State-run oil company YPF SA needs to come up with more than US$1 billion to spur drilling in Patagonia, where the firm is leading development of the biggest shale patch outside the United States.
It’s not going to be easy. YPF restructured bonds last week to free up money to spend on shale, which demands a relentless cycle of drilling and fracking. But relatively few creditors took the new notes, and the company could only get US$630 million of relief from debt payments over the next two years. It wanted more than that and will have to take extra steps to achieve spending targets, according to a person familiar with the matter.
“They really didn’t clean their house as they’d hoped,” said Fernando Valle, an oil analyst for Bloomberg Intelligence in New York. YPF declined to comment.
YPF is aiming for capital expenditures this year of US$2.7 billion, which includes US$1.3 billion in shale formation Vaca Muerta, as it tries to halt four years of production declines.
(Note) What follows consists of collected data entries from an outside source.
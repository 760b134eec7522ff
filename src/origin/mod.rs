//! Origin adapter: authentication, REST client, and document upload.
//!
//! The origin is consumed through a narrow surface: resolve a project
//! name to an id, ask for a project refresh, list folders and documents,
//! mint download links, and push a single file.

pub mod auth;
pub mod client;
pub mod upload;

pub use auth::OriginCredentials;
pub use client::{native_id, OriginClient, OriginDocument};
pub use upload::upload_file;
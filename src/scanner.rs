//! Local scanner: enumerate the files of a project root.

use crate::error::{SyncError, SyncResult};
use crate::paths::is_ignored;
use crate::sidecar::SIDECAR_DIR;
use chrono::{DateTime, Utc};
use std::collections::BTreeMap;
use std::fs;
use std::path::Path;
use tracing::warn;

/// One local file as seen by the scanner.
#[derive(Debug, Clone)]
pub struct LocalFile {
    /// Original-case relative key (forward slashes).
    pub rel_original: String,
    /// Filesystem modification time, UTC.
    pub last_modified: DateTime<Utc>,
}

/// Scan a project root into `{lowercased relKey → LocalFile}`.
///
/// Skips ignored basenames, the `.sync/` sidecar tree, and symlinks.
/// Unreadable entries are logged and skipped; only a missing root is an
/// error.
pub fn scan_project(root: &Path) -> SyncResult<BTreeMap<String, LocalFile>> {
    if !root.is_dir() {
        return Err(SyncError::io(
            root,
            std::io::Error::new(std::io::ErrorKind::NotFound, "project root missing"),
        ));
    }
    let mut files = BTreeMap::new();
    walk(root, root, &mut files);
    Ok(files)
}

fn walk(root: &Path, current: &Path, out: &mut BTreeMap<String, LocalFile>) {
    let entries = match fs::read_dir(current) {
        Ok(e) => e,
        Err(e) => {
            warn!("scan: cannot read {}: {}", current.display(), e);
            return;
        }
    };

    for entry in entries {
        let entry = match entry {
            Ok(e) => e,
            Err(e) => {
                warn!("scan: bad entry under {}: {}", current.display(), e);
                continue;
            }
        };
        let file_type = match entry.file_type() {
            Ok(t) => t,
            Err(e) => {
                warn!("scan: cannot stat {}: {}", entry.path().display(), e);
                continue;
            }
        };
        let name = entry.file_name().to_string_lossy().into_owned();

        if file_type.is_symlink() {
            continue;
        }

        if file_type.is_dir() {
            if name == SIDECAR_DIR {
                continue;
            }
            walk(root, &entry.path(), out);
            continue;
        }

        if !file_type.is_file() || is_ignored(&name) {
            continue;
        }

        let path = entry.path();
        let modified = match fs::metadata(&path).and_then(|m| m.modified()) {
            Ok(t) => DateTime::<Utc>::from(t),
            Err(e) => {
                warn!("scan: no mtime for {}: {}", path.display(), e);
                continue;
            }
        };

        let rel = match path.strip_prefix(root) {
            Ok(r) => r.to_string_lossy().replace('\\', "/"),
            Err(_) => continue,
        };

        out.insert(
            rel.to_lowercase(),
            LocalFile {
                rel_original: rel,
                last_modified: modified,
            },
        );
    }
}

#[cfg(test)]
mod tests {
    use super::*;
    use tempfile::tempdir;

    #[test]
    fn test_scan_skips_ignored_and_sidecars() {
        let dir = tempdir().unwrap();
        let root = dir.path();

        fs::create_dir_all(root.join("Discovery/Responses")).unwrap();
        fs::create_dir_all(root.join(".sync/Discovery")).unwrap();
        fs::write(root.join("Discovery/brief.pdf"), b"pdf").unwrap();
        fs::write(root.join("Discovery/Responses/ans.docx"), b"doc").unwrap();
        fs::write(root.join("Discovery/~$brief.pdf"), b"lock").unwrap();
        fs::write(root.join("notes.tmp"), b"scratch").unwrap();
        fs::write(root.join(".last_sync_state.json"), b"{}").unwrap();
        fs::write(root.join(".sync/Discovery/brief.pdf.json"), b"{}").unwrap();

        let files = scan_project(root).unwrap();
        let keys: Vec<&String> = files.keys().collect();
        assert_eq!(keys, vec!["discovery/brief.pdf", "discovery/responses/ans.docx"]);

        let rec = &files["discovery/brief.pdf"];
        assert_eq!(rec.rel_original, "Discovery/brief.pdf");
    }

    #[test]
    fn test_scan_missing_root_is_error() {
        let dir = tempdir().unwrap();
        assert!(scan_project(&dir.path().join("absent")).is_err());
    }

    #[test]
    fn test_scan_preserves_case_in_original() {
        let dir = tempdir().unwrap();
        let root = dir.path();
        fs::create_dir_all(root.join("To Client")).unwrap();
        fs::write(root.join("To Client/Exhibit A.PDF"), b"x").unwrap();

        let files = scan_project(root).unwrap();
        let rec = &files["to client/exhibit a.pdf"];
        assert_eq!(rec.rel_original, "To Client/Exhibit A.PDF");
    }
}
After the coronavirus pandemic decimated revenue and the debt swap yielded limited results, getting there will require increasing fuel prices, cutting drilling costs, selling local debt, and maybe divesting assets.
At stake is not only the company’s growth strategy, but the future of Vaca Muerta itself as capital controls turn foreign drillers away.
Fuel sales are particularly important because YPF refines most of the oil it produces. Demand for petrol and diesel has fallen because of the pandemic and prices for them in dollar terms are cheap, too, after years of government meddling to tame inflation.
“If you’re using YPF to subsidise consumers it won’t have capital to keep drilling,” Valle said.
The company needs to raise fuel prices this year by fiver percent in dollars, issue at least US$400 million on the local debt market, and keep lowering costs to reach the US$2.7 billion target, said Ezequiel Fernández, an equity analyst in Buenos Aires for Balanz Capital Valores.
That level of spending would allow YPF to grow crude production by 0.5 percent this year and keep natural gas production flat. It’s a fine line. Anything less than US$2.5 billion would mean another fall in output, Fernández said.
Shale currently accounts for about a fifth of YPF’s crude. It wants to increase that proportion to a quarter this year and to as much as half by 2023. It produced the equivalent of 468,500 barrels a day of oil and gas in the third quarter of 2020, which is similar to Marathon Oil Corp in the United States.
YPF reports fourth-quarter earnings on March 4.